AIM OF THE EXERCISE: The lines below that include "time" are to be found and copied.

STUDY MATERIAL:
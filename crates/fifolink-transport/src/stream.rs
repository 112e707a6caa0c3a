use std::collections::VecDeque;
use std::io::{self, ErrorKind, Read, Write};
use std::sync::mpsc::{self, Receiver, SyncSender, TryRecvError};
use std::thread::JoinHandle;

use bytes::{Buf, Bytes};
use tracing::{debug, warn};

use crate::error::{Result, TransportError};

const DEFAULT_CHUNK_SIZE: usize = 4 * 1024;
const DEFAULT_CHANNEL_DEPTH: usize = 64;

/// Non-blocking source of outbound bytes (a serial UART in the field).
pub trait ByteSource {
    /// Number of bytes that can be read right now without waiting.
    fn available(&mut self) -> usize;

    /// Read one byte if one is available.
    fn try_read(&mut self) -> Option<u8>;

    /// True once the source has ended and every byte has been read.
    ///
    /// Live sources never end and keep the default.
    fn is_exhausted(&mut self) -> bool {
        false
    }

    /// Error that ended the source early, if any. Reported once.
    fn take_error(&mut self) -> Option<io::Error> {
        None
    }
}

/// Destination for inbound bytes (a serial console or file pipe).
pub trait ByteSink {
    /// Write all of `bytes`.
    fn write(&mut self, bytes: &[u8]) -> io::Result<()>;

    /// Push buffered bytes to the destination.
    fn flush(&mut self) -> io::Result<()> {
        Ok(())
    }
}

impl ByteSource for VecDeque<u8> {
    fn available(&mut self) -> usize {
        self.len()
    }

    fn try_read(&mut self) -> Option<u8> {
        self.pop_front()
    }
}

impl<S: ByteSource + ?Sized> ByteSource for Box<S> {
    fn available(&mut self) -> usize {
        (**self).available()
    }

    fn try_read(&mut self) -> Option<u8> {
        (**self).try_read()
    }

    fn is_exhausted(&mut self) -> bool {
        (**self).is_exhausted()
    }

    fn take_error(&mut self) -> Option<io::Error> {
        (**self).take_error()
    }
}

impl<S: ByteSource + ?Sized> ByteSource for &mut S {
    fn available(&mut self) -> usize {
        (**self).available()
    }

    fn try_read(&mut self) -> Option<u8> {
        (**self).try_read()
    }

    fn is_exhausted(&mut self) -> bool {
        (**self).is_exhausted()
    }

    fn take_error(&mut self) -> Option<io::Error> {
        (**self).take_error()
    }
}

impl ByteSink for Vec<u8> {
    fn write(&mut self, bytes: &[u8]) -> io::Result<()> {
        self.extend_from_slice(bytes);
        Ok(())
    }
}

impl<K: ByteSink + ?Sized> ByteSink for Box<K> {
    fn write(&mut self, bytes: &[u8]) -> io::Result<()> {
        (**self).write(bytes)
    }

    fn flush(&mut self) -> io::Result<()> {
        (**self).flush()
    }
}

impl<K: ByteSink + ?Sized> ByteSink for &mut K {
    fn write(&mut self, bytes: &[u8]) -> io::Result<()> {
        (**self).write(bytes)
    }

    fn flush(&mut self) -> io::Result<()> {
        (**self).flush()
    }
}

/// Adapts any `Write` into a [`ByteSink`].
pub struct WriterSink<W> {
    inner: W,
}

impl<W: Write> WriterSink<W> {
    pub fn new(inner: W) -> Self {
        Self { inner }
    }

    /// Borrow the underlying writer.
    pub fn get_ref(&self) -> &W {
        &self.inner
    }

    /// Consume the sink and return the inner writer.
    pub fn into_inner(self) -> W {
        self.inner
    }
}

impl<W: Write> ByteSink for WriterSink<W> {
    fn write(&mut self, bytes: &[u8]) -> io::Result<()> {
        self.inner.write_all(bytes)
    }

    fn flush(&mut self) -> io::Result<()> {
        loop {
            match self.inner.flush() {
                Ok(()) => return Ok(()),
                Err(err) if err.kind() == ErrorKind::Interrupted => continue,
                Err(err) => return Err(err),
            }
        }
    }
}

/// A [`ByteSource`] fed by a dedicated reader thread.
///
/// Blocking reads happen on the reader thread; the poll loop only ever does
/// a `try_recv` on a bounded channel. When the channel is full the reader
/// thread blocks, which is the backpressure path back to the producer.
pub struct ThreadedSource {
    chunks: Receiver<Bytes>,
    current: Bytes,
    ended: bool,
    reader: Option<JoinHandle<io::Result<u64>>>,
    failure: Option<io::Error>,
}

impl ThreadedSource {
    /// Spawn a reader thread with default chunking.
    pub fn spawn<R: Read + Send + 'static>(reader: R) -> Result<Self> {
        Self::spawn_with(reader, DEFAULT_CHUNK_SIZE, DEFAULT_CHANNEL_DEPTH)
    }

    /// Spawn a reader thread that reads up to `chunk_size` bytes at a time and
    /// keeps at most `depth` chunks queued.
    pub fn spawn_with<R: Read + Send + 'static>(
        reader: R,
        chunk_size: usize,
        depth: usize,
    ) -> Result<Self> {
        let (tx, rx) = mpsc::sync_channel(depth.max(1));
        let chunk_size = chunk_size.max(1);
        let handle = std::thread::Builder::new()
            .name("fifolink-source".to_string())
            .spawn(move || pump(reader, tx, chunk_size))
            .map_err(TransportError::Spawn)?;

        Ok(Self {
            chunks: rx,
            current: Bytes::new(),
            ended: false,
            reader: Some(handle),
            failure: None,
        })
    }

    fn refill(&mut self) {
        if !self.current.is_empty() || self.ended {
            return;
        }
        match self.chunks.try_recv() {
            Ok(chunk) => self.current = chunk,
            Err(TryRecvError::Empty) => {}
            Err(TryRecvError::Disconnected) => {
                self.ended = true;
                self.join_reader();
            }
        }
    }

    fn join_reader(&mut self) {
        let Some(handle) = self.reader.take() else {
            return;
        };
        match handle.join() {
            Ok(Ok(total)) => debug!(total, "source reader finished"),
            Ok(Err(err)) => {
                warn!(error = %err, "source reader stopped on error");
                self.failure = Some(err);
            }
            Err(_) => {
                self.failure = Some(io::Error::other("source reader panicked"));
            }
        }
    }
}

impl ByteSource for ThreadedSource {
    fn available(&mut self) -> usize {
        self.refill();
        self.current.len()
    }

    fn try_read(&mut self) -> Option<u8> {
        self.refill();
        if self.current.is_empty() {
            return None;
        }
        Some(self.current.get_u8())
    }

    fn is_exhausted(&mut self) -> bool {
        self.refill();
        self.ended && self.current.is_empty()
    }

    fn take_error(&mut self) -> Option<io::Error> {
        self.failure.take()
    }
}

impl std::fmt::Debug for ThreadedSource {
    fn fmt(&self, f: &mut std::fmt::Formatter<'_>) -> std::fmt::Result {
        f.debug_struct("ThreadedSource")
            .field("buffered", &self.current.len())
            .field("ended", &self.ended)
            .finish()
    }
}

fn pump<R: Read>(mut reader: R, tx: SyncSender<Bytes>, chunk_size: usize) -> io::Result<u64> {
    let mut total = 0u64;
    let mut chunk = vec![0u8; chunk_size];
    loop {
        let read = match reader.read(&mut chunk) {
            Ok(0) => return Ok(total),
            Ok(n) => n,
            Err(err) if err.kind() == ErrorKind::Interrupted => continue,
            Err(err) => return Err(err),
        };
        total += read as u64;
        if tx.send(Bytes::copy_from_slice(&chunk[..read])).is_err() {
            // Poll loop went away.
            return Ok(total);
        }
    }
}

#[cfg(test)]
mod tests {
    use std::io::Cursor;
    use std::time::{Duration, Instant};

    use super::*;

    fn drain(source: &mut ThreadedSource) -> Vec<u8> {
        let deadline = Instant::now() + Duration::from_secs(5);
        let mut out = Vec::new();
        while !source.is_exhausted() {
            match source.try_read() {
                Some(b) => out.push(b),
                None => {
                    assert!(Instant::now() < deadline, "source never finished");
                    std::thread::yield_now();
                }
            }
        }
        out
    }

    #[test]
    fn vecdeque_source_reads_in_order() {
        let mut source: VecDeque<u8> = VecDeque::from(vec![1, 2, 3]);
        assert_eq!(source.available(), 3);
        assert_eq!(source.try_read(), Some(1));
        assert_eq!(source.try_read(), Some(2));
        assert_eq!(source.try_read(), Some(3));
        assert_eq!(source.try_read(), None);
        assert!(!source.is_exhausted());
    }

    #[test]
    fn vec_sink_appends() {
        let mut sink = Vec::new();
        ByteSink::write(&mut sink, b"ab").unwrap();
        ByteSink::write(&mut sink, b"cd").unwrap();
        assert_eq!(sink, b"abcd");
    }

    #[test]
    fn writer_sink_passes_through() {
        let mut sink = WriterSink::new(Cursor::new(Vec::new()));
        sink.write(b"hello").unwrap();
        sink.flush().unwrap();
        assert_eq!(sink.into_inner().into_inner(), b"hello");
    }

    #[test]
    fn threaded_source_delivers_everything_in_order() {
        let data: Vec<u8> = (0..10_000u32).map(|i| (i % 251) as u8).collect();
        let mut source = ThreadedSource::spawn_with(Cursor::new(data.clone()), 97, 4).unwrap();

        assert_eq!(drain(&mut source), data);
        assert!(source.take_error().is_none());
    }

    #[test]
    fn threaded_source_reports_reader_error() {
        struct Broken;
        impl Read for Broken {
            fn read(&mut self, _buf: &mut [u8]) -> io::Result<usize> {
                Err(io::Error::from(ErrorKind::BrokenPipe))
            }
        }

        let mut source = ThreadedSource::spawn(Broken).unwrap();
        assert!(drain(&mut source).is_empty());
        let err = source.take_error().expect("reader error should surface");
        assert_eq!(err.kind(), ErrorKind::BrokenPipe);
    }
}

ANSWER TO THE PROBLEM:
    /// Spawn a reader thread that reads up to `chunk_size` bytes at a time and
    use std::time::{Duration, Instant};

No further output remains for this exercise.